Having served as seminar faculty, Rao says that residents
often are “pleasantly surprised about the program. They don’t
know what to expect. After we try to heighten their awareness
of various cultures, they realize that their communication with
patients may need to be tweaked. They understand that this
will improve their patient care and the patient’s perception of
them.”
Needing only to supply a lecture or training room with
audiovisual capability, residency directors have heartily welcomed the seminar. Starting in 2007 through the end of
2008, the AAOS will have visited 23 sites, with another 20
scheduled for 2009.
‘BUT I DON’T THINK I’M BIASED’
“Many physicians wonder how they might be capable of
bias and some are skeptical that they might deliver
‘biased’ or inappropriate care … When time and specific
history-taking is limited, we all tend to simplify our deci-sion-making process by using ‘categories …’ These categories, which may include subconscious ways of
interpreting a patient’s symptoms or deciding upon his/her
ability to manage a treatment plan, are sometimes based
on stereotypes about race, class, disability, sexual orientation, immigrants, and so on.”
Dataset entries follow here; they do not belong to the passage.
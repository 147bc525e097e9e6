//! Client lifecycle
//!
//! `created -> joined -> left -> closed`. `serve` walks a client through the
//! whole sequence exactly once:
//! - join the room, handing it the only sender of the outbound queue
//! - spawn the outbound pump and run the inbound pump on the current task
//! - whichever pump stops first ends the connection; then leave the room,
//!   stop the outbound pump if it is still running, and close the writer

use std::time::Duration;

use tokio::sync::{mpsc, oneshot};

use crate::room::{ClientId, Member, Message, RoomHandle};
use crate::transport::{MessageReader, MessageWriter};
use crate::utils::error::RoomClosed;

/// How long the close handshake may take before the connection is dropped.
const CLOSE_GRACE: Duration = Duration::from_secs(1);

#[derive(Debug)]
pub struct Client {
    id: ClientId,
    room: RoomHandle,
    queue: mpsc::Sender<Message>,
    outbound: mpsc::Receiver<Message>,
}

impl Client {
    /// Create a client whose outbound queue holds `capacity` messages.
    /// Tokio channels need a positive bound, so zero is raised to one.
    pub fn new(room: RoomHandle, capacity: usize) -> Self {
        let (queue, outbound) = mpsc::channel(capacity.max(1));
        Self {
            id: ClientId::new(),
            room,
            queue,
            outbound,
        }
    }

    pub fn id(&self) -> ClientId {
        self.id
    }

    /// Drive this client until its connection ends.
    ///
    /// Returns `RoomClosed` without touching the connection if the room has
    /// stopped before the client could join.
    pub async fn serve<R, W>(self, reader: R, writer: W) -> Result<(), RoomClosed>
    where
        R: MessageReader,
        W: MessageWriter + 'static,
    {
        let Client {
            id,
            room,
            queue,
            outbound,
        } = self;

        room.join(Member { id, queue }).await?;

        let (shutdown, shutdown_rx) = oneshot::channel();
        let mut writer_task = tokio::spawn(write_pump(id, outbound, writer, shutdown_rx));
        let writer_result = tokio::select! {
            () = read_pump(id, reader, &room) => None,
            result = &mut writer_task => Some(result),
        };

        room.leave(id).await;
        let writer_result = match writer_result {
            Some(result) => result,
            None => {
                // The read side is gone: release the connection even if a
                // write is stuck on a peer that stopped reading.
                let _ = shutdown.send(());
                writer_task.await
            }
        };
        if let Err(e) = writer_result {
            tracing::warn!("outbound pump of client {id} failed: {e}");
        }
        tracing::debug!("client {id} closed");
        Ok(())
    }
}

/// Inbound pump: connection -> room. Hands each payload to the room and
/// waits for it to be accepted, which throttles only this client.
async fn read_pump<R: MessageReader>(id: ClientId, mut reader: R, room: &RoomHandle) {
    loop {
        match reader.read().await {
            Ok(message) => {
                if room.broadcast(message).await.is_err() {
                    break;
                }
            }
            Err(e) => {
                tracing::debug!("read from client {id} ended: {e}");
                break;
            }
        }
    }
}

/// Outbound pump: queue -> connection. Stops when the room closes the queue
/// (after draining it), when a write fails, or when the inbound side has
/// ended, and closes the writer in every case.
async fn write_pump<W: MessageWriter>(
    id: ClientId,
    mut outbound: mpsc::Receiver<Message>,
    mut writer: W,
    mut shutdown: oneshot::Receiver<()>,
) {
    loop {
        let message = tokio::select! {
            biased;
            _ = &mut shutdown => break,
            message = outbound.recv() => match message {
                Some(message) => message,
                None => break,
            },
        };

        let written = tokio::select! {
            biased;
            _ = &mut shutdown => break,
            written = writer.write(message) => written,
        };
        if let Err(e) = written {
            tracing::debug!("write to client {id} failed: {e}");
            break;
        }
    }

    // A peer that stopped reading can stall the close handshake too.
    if tokio::time::timeout(CLOSE_GRACE, writer.close()).await.is_err() {
        tracing::debug!("close of client {id} timed out, dropping connection");
    }
}
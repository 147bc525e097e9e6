//! CLI for chatroom
//!
//! Subcommands:
//! - `server`: run the chat room server
//! - `client`: send one message to a running room and print the first reply

use std::io;
use std::sync::Arc;

use clap::Parser;
use tracing::{error, info};

use chatroom::config::{Settings, TraceTarget, load_config, validate};
use chatroom::room::Room;
use chatroom::trace::{LogTracer, NullTracer, Tracer, WriterTracer};
use chatroom::transport::start_websocket_server;
use chatroom::utils::logging;

#[derive(Parser)]
#[command(name = "chatroom")]
enum Command {
    /// Start the chat room server
    Server {
        /// Listen address, overriding the configured host and port (e.g. 0.0.0.0:8080)
        #[arg(long)]
        addr: Option<String>,
        /// Log level: error, warn, info, debug or trace
        #[arg(long, default_value = "info")]
        log_level: String,
    },
    /// Send one message to a room and print the first message received back
    Client {
        /// Room URL to connect to
        #[arg(long, default_value = "ws://127.0.0.1:8080/room")]
        url: String,
        /// Text to send
        #[arg(long, default_value = "hello")]
        message: String,
    },
}

#[tokio::main]
async fn main() {
    dotenvy::dotenv().ok();

    match Command::parse() {
        Command::Server { addr, log_level } => {
            logging::init(&log_level);
            if let Err(e) = run_server(addr).await {
                error!("Server failed: {}", e);
            }
        }
        Command::Client { url, message } => {
            logging::init("info");
            if let Err(e) = run_client(&url, message).await {
                error!("Client failed: {}", e);
            }
        }
    }
}

fn apply_addr(settings: &mut Settings, addr: &str) -> Result<(), Box<dyn std::error::Error>> {
    let (host, port) = addr
        .rsplit_once(':')
        .ok_or_else(|| format!("invalid address '{addr}', expected HOST:PORT"))?;
    settings.server.port = port.parse()?;
    if !host.is_empty() {
        settings.server.host = host.to_string();
    }
    Ok(())
}

fn tracer_for(target: TraceTarget) -> Arc<dyn Tracer> {
    match target {
        TraceTarget::Log => Arc::new(LogTracer),
        TraceTarget::Stdout => Arc::new(WriterTracer::new(io::stdout())),
        TraceTarget::Off => Arc::new(NullTracer),
    }
}

async fn run_server(addr: Option<String>) -> Result<(), Box<dyn std::error::Error>> {
    let mut settings = load_config()?;
    if let Some(addr) = addr {
        apply_addr(&mut settings, &addr)?;
        validate(&settings)?;
    }

    let (mut room, handle) = Room::new(tracer_for(settings.room.trace));
    tokio::spawn(async move { room.run().await });

    info!("Starting chat room on {}", settings.addr());
    tokio::select! {
        result = start_websocket_server(settings, handle) => {
            result?;
            error!("WebSocket server exited unexpectedly.");
        }
        _ = tokio::signal::ctrl_c() => {
            info!("Shutdown signal received. Exiting.");
        }
    }

    Ok(())
}

async fn run_client(url: &str, message: String) -> Result<(), Box<dyn std::error::Error>> {
    use futures_util::{SinkExt, StreamExt};
    use tokio_tungstenite::connect_async;
    use tungstenite::protocol::Message as WsMessage;

    let (mut ws_stream, _response) = connect_async(url).await?;
    ws_stream.send(WsMessage::text(message)).await?;

    if let Some(Ok(incoming)) = ws_stream.next().await {
        println!("Incoming: {}", String::from_utf8_lossy(&incoming.into_data()));
    }
    ws_stream.close(None).await?;
    Ok(())
}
Excerpt from the Culturally Competent Care Guidebook
FUTURE PLANS
With a CD, a companion guidebook and a seminar for residents,
what’s the next logical extension of this product line and the
DAB?
“We have been thinking about repurposing what we’re
doing,” Hackett says. “Many of the culturally competent care
issues for orthopaedic surgeons are the same for other medical
specialties. Why have everyone reinvent the wheel? We may
want to roll out our culturally competent care products beyond
orthopaedics.”
With “repurposing” in mind, Haynes says that efforts are
under way to move the case-study quiz from CD to an online
platform, which may make it more accessible and possibility
adapt its content to non-orthopaedic medical societies.
In addition to taking the seminar to more residency programs, the AAOS wants to expand its reach with a program targeted to CME course directors.
Also, “we are looking at developing an annual symposium
aimed at CME course directors to help them incorporate relevant culturally competent care issues into their courses,”
Lewis says.
Whatever direction the Culturally Competent Care Education Initiative takes, academy members can be certain that
any new component will help them continue to treat their
patients’ physical ailments in light of their cultural and lifestyle practices, Lewis says.
“After all,” she adds, “our care doesn’t end in the operating room.”
Connie Arkus is a Chicagoland consultant and managing editor of ASGENews.